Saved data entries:
- Opening Delimiter -

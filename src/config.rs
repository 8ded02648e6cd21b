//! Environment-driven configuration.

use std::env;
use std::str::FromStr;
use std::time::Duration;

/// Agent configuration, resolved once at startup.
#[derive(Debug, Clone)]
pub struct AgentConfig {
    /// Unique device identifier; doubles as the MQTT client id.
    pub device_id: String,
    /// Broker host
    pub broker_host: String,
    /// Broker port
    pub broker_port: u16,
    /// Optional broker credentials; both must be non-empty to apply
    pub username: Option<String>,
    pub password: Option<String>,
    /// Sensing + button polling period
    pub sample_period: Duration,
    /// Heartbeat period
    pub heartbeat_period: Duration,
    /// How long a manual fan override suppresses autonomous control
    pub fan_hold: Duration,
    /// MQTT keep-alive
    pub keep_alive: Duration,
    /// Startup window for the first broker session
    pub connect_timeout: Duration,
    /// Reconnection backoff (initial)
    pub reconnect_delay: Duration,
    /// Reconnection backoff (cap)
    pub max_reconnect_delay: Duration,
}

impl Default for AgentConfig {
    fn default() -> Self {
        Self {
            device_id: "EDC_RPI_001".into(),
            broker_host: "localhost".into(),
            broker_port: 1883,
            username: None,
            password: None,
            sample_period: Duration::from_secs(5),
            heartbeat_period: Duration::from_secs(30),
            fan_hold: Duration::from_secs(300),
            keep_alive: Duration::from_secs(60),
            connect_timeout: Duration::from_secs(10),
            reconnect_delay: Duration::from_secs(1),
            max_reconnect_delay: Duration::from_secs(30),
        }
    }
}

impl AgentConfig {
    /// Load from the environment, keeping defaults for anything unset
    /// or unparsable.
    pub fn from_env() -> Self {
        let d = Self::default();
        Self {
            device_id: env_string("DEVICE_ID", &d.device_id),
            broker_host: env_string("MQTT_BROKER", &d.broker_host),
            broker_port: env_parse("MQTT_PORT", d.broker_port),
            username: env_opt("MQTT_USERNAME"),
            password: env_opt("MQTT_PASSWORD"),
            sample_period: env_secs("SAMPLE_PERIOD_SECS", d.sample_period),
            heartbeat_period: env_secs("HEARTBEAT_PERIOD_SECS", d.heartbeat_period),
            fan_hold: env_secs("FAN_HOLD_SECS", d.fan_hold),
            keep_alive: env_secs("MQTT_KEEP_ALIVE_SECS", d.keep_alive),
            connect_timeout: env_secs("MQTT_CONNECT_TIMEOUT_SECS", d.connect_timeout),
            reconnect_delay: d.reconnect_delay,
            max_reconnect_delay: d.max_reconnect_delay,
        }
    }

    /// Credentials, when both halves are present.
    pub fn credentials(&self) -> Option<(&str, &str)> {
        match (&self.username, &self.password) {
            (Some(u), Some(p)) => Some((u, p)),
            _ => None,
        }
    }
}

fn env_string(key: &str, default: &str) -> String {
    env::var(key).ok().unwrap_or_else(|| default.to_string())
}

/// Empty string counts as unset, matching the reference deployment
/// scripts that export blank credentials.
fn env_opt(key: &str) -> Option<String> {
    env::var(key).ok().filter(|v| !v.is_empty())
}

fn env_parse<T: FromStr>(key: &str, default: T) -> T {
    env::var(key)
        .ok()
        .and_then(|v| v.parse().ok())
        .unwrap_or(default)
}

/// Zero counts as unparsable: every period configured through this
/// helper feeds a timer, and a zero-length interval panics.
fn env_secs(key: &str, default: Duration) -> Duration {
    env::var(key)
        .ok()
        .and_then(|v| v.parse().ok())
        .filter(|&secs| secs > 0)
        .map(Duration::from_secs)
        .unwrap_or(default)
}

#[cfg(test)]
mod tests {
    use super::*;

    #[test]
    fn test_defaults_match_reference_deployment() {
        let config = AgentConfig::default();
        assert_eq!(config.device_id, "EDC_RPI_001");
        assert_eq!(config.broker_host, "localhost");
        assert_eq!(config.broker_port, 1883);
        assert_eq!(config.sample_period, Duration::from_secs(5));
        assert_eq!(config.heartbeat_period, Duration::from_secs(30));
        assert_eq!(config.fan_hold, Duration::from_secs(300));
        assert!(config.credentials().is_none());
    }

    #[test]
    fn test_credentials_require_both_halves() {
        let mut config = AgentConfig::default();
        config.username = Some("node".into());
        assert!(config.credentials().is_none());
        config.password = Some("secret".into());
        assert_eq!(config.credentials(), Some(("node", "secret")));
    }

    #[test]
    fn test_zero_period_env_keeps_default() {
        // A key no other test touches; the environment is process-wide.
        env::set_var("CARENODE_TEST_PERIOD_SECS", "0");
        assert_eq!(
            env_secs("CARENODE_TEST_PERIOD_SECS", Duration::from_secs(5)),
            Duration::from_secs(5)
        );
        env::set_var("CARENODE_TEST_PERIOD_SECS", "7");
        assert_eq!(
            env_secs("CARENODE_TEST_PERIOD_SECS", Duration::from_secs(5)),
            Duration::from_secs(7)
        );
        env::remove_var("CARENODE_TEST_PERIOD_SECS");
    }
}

- Closing Delimiter -

Assigned task:
The response consists of the lines above that contain "AgentConfig".

Output for this task:
pub struct AgentConfig {
impl Default for AgentConfig {
impl AgentConfig {
        let config = AgentConfig::default();
        let mut config = AgentConfig::default();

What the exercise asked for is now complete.